[TASK STATEMENT]
Report how many lines of the following entries include the string "solver"; respond with the number alone.

--

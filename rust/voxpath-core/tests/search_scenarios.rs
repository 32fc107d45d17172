use voxpath_core::engine::{is_neighbor_step, NEIGHBOR_OFFSETS};
use voxpath_core::{AStar, Coord, GridBounds, OccupancyGrid, SearchOptions};

fn assert_valid_path(grid: &OccupancyGrid, path: &[Coord]) {
    for c in path {
        assert!(grid.is_walkable(*c), "path crosses unwalkable cell {c:?}");
    }
    for w in path.windows(2) {
        assert!(is_neighbor_step(w[0], w[1]), "illegal step {:?} -> {:?}", w[0], w[1]);
    }
}

/// Pillars and a raised platform in a 12x3x12 volume.
fn cluttered_grid() -> OccupancyGrid {
    let mut blocked = Vec::new();
    for x in (2..10).step_by(3) {
        for z in 1..11 {
            if z != 5 {
                blocked.push(Coord::new(x, 0, z));
                blocked.push(Coord::new(x, 1, z));
            }
        }
    }
    for x in 0..12 {
        blocked.push(Coord::new(x, 2, 6));
    }
    OccupancyGrid::with_blocked(GridBounds::new(12, 3, 12), blocked)
}

#[test]
fn flat_corridor_scenario() {
    let grid = OccupancyGrid::new(GridBounds::new(10, 1, 10));
    let sol = AStar::new(&grid)
        .find_path(Coord::new(0, 0, 0), Coord::new(9, 0, 0), &SearchOptions::default())
        .solution
        .expect("path");
    assert_eq!(sol.path.len(), 10);
    assert!(sol.path.windows(2).all(|w| w[1].x > w[0].x));
    assert!(sol.complete);
}

#[test]
fn repeated_solves_are_identical() {
    let grid = cluttered_grid();
    let solver = AStar::new(&grid);
    let opts = SearchOptions::default();
    let a = solver.find_path(Coord::new(0, 0, 0), Coord::new(11, 0, 11), &opts);
    let b = solver.find_path(Coord::new(0, 0, 0), Coord::new(11, 0, 11), &opts);
    assert!(a.solution.is_some());
    assert_eq!(a, b);
    assert_valid_path(&grid, &a.solution.unwrap().path);
}

#[test]
fn paths_only_use_defined_offsets_and_walkable_cells() {
    let grid = cluttered_grid();
    let solver = AStar::new(&grid);
    let goals = [Coord::new(11, 0, 0), Coord::new(11, 2, 11), Coord::new(5, 1, 5), Coord::new(0, 0, 11)];
    for goal in goals {
        let out = solver.find_path(Coord::new(0, 0, 0), goal, &SearchOptions::default());
        let sol = out.solution.unwrap_or_else(|| panic!("no path to {goal:?}"));
        assert_valid_path(&grid, &sol.path);
        assert_eq!(sol.path[0], Coord::new(0, 0, 0));
    }
}

#[test]
fn blocked_goal_is_substituted_by_free_neighbor() {
    let goal = Coord::new(5, 0, 5);
    // Block the goal and every ring-1 cell except goal.x+1
    let mut blocked = vec![goal];
    for dx in -1..=1 {
        for dz in -1..=1 {
            if (dx, dz) != (0, 0) && (dx, dz) != (1, 0) {
                blocked.push(goal.checked_offset(dx, 0, dz).unwrap());
            }
        }
    }
    let grid = OccupancyGrid::with_blocked(GridBounds::new(10, 1, 10), blocked);
    let sol = AStar::new(&grid)
        .find_path(Coord::new(0, 0, 0), goal, &SearchOptions::default())
        .solution
        .expect("path");
    assert!(sol.complete && !sol.partial);
    assert_eq!(sol.path.last(), Some(&Coord::new(6, 0, 5)));
    assert_valid_path(&grid, &sol.path);
}

#[test]
fn enclosed_start_has_no_path() {
    let start = Coord::new(2, 2, 2);
    let blocked = NEIGHBOR_OFFSETS.iter().map(|&(dx, dy, dz)| start.checked_offset(dx, dy, dz).unwrap());
    let grid = OccupancyGrid::with_blocked(GridBounds::new(5, 5, 5), blocked);
    let out = AStar::new(&grid).find_path(start, Coord::new(4, 2, 4), &SearchOptions::default());
    assert!(out.solution.is_none());
    assert_eq!(out.iterations, 1);
}

#[test]
fn single_iteration_partial() {
    let grid = OccupancyGrid::new(GridBounds::new(10, 1, 10));
    let opts = SearchOptions { max_iterations: 1, allow_partial_path: true, ..Default::default() };
    let out = AStar::new(&grid).find_path(Coord::new(0, 0, 0), Coord::new(9, 0, 9), &opts);
    let sol = out.solution.expect("partial path");
    assert!(sol.partial && !sol.complete);
    assert!(!sol.path.is_empty() && sol.path.len() <= 2);
    assert_eq!(sol.path[0], Coord::new(0, 0, 0));
    assert_eq!(out.iterations, 1);
}

#[test]
fn degenerate_request() {
    let grid = cluttered_grid();
    let p = Coord::new(0, 2, 0);
    let sol = AStar::new(&grid).find_path(p, p, &SearchOptions::default()).solution.unwrap();
    assert_eq!(sol.path, vec![p]);
    assert!(sol.complete);
}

--

[EXERCISE RESPONSE]
5